Could Biden Be Left Off the Ohio Ballot in November?
Joe Biden campaigns in Ohio in 2020.
Photo: Chip Somodevilla/Getty Images
Earlier this year, there was a brouhaha over efforts in certain states (notably Colorado, Illinois, and Maine) to disqualify Donald Trump from 2024 primary or general-election ballots under the 14th Amendment’s ban on federal office holding by insurrectionists. In March, a unanimous U.S. Supreme Court smacked down that idea, which also short-circuited threats of retaliation against Joe Biden in red states.
But a more obscure ballot-access problem has continued to bug the Biden campaign: general-election qualification deadlines in two states (Alabama and Ohio) that fell before he will be officially renominated at the relatively late 2024 Democratic National Convention in Chicago from August 19 to 22.
In Alabama, where the deadline had to be deferred in 2020 to accommodate Trump, the Republican-controlled legislature unanimously provided the same favor to Biden earlier this month.
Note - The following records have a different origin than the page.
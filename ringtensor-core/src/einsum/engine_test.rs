use super::*;
use crate::coefficient::{Integers, ModularIntegers};
use crate::ops::view::SliceArg;

fn z() -> Integers<i64> {
    Integers::new()
}

fn grid(rows: usize, cols: usize) -> Tensor<Integers<i64>> {
    Tensor::from_fn(&[rows, cols], z(), |idx| (idx[0] * cols + idx[1]) as i64).unwrap()
}

#[test]
fn test_contract_matmul() {
    let a = grid(2, 3);
    let b = grid(3, 2);
    let spec = ContractionSpec::new(vec![vec![0, 1], vec![1, 2]], vec![0, 2], vec![2, 3, 2]).unwrap();
    let c = contract(&[&a, &b], &spec).unwrap();
    assert_eq!(c.shape(), vec![2, 2]);
    // [[0,1,2],[3,4,5]] x [[0,1],[2,3],[4,5]]
    assert_eq!(c.to_vec().unwrap(), vec![10, 13, 28, 40]);
}

#[test]
fn test_contract_repeated_label_reads_diagonal() {
    let m = grid(3, 3);
    let diag = ContractionSpec::new(vec![vec![0, 0]], vec![0], vec![3]).unwrap();
    assert_eq!(contract(&[&m], &diag).unwrap().to_vec().unwrap(), vec![0, 4, 8]);
    let trace = ContractionSpec::new(vec![vec![0, 0]], vec![], vec![3]).unwrap();
    let t = contract(&[&m], &trace).unwrap();
    assert_eq!(t.rank(), 0);
    assert_eq!(t.item().unwrap(), 12);
}

#[test]
fn test_contract_pure_product_and_outer() {
    let u = Tensor::from_vec(vec![1, 2], vec![2], z()).unwrap();
    let v = Tensor::from_vec(vec![3, 4, 5], vec![3], z()).unwrap();
    let spec = ContractionSpec::new(vec![vec![0], vec![1]], vec![0, 1], vec![2, 3]).unwrap();
    let outer = contract(&[&u, &v], &spec).unwrap();
    assert_eq!(outer.to_vec().unwrap(), vec![3, 4, 5, 6, 8, 10]);
}

#[test]
fn test_contract_zero_sized_contracted_label_gives_zero() {
    let m = grid(2, 3);
    let empty = m.slice(&[SliceArg::Full, SliceArg::range(1, 1)]).unwrap();
    assert_eq!(empty.shape(), vec![2, 0]);
    let spec = ContractionSpec::new(vec![vec![0, 1]], vec![0], vec![2, 0]).unwrap();
    let s = contract(&[&empty], &spec).unwrap();
    assert_eq!(s.to_vec().unwrap(), vec![0, 0]);
}

#[test]
fn test_contract_through_strided_views() {
    let m = grid(3, 3);
    let t = m.transpose(0, 1).unwrap();
    let rev = m.slice(&[SliceArg::reversed()]).unwrap();
    let spec = ContractionSpec::new(vec![vec![0, 1], vec![0, 1]], vec![0, 1], vec![3, 3]).unwrap();
    let prod = contract(&[&t, &rev], &spec).unwrap();
    let expected: Vec<i64> = (0..9)
        .map(|k| {
            let (i, j) = (k / 3, k % 3);
            ((j * 3 + i) * ((2 - i) * 3 + j)) as i64
        })
        .collect();
    assert_eq!(prod.to_vec().unwrap(), expected);
}

#[test]
fn test_contract_aliasing_inputs_share_one_lock() {
    let m = grid(2, 2);
    let view = m.transpose(0, 1).unwrap();
    let spec = ContractionSpec::new(vec![vec![0, 1], vec![1, 2]], vec![0, 2], vec![2, 2, 2]).unwrap();
    let c = contract(&[&m, &view], &spec).unwrap();
    // M . M^T for M = [[0,1],[2,3]]
    assert_eq!(c.to_vec().unwrap(), vec![1, 3, 3, 13]);
    assert_eq!(m.to_vec().unwrap(), vec![0, 1, 2, 3]);
}

#[test]
fn test_contract_uses_model_arithmetic() {
    let z5 = ModularIntegers::new(5).unwrap();
    let a = Tensor::from_vec(vec![2u64, 3, 4], vec![3], z5).unwrap();
    let spec = ContractionSpec::new(vec![vec![0], vec![0]], vec![], vec![3]).unwrap();
    // 4 + 9 + 16 = 29 = 4 mod 5
    assert_eq!(contract(&[&a, &a], &spec).unwrap().item().unwrap(), 4);
}

#[test]
fn test_contract_validation() {
    let m = grid(2, 3);
    let spec = ContractionSpec::new(vec![vec![0, 1]], vec![0], vec![2, 4]).unwrap();
    assert_eq!(
        contract(&[&m], &spec).unwrap_err(),
        RingTensorError::LabelSizeConflict {
            label: "1".to_string(),
            first: 4,
            second: 3
        }
    );
    let rank = ContractionSpec::new(vec![vec![0]], vec![0], vec![2]).unwrap();
    assert!(matches!(
        contract(&[&m], &rank),
        Err(RingTensorError::MalformedContractionSpec(_))
    ));
    let two = ContractionSpec::new(vec![vec![0, 1], vec![0, 1]], vec![], vec![2, 3]).unwrap();
    assert!(matches!(
        contract(&[&m], &two),
        Err(RingTensorError::MalformedContractionSpec(_))
    ));
    let none: Vec<&Tensor<Integers<i64>>> = Vec::new();
    assert!(matches!(
        contract(&none, &spec),
        Err(RingTensorError::MalformedContractionSpec(_))
    ));
}
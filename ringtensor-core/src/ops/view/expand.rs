use crate::coefficient::Ring;
use crate::error::RingTensorError;
use crate::tensor::Tensor;
use crate::tensor_data::TensorData;

/// Creates a view of the tensor with singleton dimensions expanded to match
/// the target shape. Does not copy data: broadcast axes get stride 0, so every
/// position along them reads (and writes) the same slot.
///
/// Leading axes may be added. Existing axes must either match the target
/// size or have size 1.
///
/// # Errors
/// `ShapeMismatch` if `target_shape` has a lower rank or an incompatible size.
pub(crate) fn expand_op<R: Ring>(tensor: &Tensor<R>, target_shape: &[usize]) -> Result<Tensor<R>, RingTensorError> {
    let td = tensor.read_data();
    let input_rank = td.shape.len();
    let target_rank = target_shape.len();
    let mismatch = || RingTensorError::ShapeMismatch {
        expected: td.shape.clone(),
        actual: target_shape.to_vec(),
        operation: "expand".to_string(),
    };

    if target_rank < input_rank {
        return Err(mismatch());
    }

    let lead = target_rank - input_rank;
    let mut new_strides = vec![0isize; target_rank];
    for i in 0..input_rank {
        let (dim, target) = (td.shape[i], target_shape[lead + i]);
        if dim == target {
            new_strides[lead + i] = td.strides[i];
        } else if dim != 1 {
            return Err(mismatch());
        }
    }

    Ok(Tensor::from_data(TensorData::new_view(
        td.buffer.clone(),
        td.ring.clone(),
        td.offset,
        target_shape.to_vec(),
        new_strides,
    )))
}

#[cfg(test)]
#[path = "expand_test.rs"]
mod tests;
Ohio also adjusted its ballot deadline in 2012 and in 2020, but this year, the no-brainer adjustment has gotten snarled with another issue in a special session called by Republican governor Mike DeWine, as ABC News reports:
The Ohio Senate on Tuesday is considering two separate bills — one to address Biden’s ballot access and one introduced by Ohio Senate Republicans that would bar foreign sources from funding ballot-issue campaigns. The latter is a direct response to GOP objections to the “Issue 1” campaign last year when Swiss billionaire Hansjörg Wyss helped fund a ballot measure that enshrined abortion rights in the Ohio Constitution.
Democrats have objected to Ohio Republicans’ efforts to vote to push the two issues through during the special session, arguing that the GOP has made a legislative fix to address ballot certification — a measure that has been granted to both parties in previous election cycles — a political one.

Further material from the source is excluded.